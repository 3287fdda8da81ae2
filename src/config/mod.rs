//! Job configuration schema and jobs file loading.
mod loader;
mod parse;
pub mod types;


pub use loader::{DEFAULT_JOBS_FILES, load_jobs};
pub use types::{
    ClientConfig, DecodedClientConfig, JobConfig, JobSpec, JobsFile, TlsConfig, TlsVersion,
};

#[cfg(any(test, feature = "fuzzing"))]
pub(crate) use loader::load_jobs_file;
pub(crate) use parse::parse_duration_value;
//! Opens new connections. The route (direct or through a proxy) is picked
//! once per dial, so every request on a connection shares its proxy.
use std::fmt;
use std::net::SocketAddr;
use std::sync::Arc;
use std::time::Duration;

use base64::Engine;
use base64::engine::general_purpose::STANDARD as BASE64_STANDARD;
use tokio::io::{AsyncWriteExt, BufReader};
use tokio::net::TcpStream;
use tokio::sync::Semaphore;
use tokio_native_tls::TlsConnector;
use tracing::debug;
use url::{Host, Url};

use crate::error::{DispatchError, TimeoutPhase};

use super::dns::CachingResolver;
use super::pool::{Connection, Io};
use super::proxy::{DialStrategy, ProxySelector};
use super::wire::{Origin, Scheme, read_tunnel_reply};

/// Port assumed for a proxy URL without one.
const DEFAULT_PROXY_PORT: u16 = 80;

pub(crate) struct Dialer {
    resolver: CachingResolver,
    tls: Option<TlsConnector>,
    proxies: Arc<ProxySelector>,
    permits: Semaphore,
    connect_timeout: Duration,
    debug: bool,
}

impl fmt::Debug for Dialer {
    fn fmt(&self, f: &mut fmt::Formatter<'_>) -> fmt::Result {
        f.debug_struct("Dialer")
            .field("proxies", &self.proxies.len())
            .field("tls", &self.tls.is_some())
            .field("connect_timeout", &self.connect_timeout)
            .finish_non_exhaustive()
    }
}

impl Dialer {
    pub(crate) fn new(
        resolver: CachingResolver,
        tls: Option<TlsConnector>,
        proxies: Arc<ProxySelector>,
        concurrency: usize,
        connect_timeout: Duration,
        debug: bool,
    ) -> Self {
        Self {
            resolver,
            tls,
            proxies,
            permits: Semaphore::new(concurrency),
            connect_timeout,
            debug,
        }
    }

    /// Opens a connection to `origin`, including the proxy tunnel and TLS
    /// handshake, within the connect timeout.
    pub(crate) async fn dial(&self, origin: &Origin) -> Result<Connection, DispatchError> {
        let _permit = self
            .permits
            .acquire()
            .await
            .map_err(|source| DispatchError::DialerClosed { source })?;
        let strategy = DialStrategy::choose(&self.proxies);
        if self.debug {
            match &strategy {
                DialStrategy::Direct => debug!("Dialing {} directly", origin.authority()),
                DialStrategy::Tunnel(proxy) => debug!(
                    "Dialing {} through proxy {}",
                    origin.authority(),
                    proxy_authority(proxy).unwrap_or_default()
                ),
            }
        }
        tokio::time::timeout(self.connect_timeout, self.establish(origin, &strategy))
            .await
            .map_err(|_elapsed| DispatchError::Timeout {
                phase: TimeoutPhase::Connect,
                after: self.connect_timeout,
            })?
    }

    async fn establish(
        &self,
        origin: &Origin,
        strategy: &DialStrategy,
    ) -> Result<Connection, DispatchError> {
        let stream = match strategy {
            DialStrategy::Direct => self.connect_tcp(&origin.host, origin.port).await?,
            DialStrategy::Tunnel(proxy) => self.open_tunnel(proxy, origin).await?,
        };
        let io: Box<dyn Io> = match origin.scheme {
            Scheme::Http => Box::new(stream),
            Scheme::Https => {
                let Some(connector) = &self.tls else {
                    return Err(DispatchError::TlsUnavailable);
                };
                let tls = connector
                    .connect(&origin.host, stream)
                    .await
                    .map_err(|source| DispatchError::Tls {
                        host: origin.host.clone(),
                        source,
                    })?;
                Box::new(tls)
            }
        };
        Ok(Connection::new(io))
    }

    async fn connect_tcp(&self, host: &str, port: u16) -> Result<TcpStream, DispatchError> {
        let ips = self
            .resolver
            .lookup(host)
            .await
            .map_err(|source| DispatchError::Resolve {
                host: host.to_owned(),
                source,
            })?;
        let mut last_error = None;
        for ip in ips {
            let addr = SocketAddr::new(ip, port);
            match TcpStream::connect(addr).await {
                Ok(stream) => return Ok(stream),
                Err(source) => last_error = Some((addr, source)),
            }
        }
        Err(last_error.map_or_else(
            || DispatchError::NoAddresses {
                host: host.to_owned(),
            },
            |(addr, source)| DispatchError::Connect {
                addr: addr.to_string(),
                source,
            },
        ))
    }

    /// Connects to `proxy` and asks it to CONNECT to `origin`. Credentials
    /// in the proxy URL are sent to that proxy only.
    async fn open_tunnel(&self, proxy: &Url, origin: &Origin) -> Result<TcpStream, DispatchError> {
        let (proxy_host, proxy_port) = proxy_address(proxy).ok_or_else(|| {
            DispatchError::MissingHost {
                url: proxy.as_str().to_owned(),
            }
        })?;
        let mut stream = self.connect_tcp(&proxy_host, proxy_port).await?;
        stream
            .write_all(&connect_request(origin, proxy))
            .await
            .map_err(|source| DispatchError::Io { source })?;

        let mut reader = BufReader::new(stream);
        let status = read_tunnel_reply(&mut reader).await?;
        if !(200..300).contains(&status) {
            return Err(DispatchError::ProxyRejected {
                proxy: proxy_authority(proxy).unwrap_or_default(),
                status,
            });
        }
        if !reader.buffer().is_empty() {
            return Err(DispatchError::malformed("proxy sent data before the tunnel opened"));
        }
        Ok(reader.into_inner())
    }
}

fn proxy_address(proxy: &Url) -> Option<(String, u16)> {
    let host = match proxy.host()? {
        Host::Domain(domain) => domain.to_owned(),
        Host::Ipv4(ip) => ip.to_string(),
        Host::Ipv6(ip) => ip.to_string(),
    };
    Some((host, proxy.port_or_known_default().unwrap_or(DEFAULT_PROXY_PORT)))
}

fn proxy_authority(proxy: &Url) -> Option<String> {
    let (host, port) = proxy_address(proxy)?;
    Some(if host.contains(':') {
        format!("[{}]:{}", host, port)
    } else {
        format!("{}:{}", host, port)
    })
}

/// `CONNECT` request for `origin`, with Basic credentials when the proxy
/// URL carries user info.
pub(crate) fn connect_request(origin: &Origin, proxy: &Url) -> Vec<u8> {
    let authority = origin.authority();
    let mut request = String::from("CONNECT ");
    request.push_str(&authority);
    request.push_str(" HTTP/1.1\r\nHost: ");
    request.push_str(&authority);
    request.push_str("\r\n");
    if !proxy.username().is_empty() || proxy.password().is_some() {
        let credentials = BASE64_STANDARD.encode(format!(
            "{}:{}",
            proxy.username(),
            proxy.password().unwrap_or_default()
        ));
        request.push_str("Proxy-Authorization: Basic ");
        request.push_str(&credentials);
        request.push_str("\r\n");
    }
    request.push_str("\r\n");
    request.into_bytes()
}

→ **Required work**
Since only part of the listing is wanted, copy exactly the lines from the one holding "mod loader;" to the one holding "pub(crate) use parse::parse_duration_value;", both included.

→ **Expected output**
mod loader;
mod parse;
pub mod types;


pub use loader::{DEFAULT_JOBS_FILES, load_jobs};
pub use types::{
    ClientConfig, DecodedClientConfig, JobConfig, JobSpec, JobsFile, TlsConfig, TlsVersion,
};

#[cfg(any(test, feature = "fuzzing"))]
pub(crate) use loader::load_jobs_file;
pub(crate) use parse::parse_duration_value;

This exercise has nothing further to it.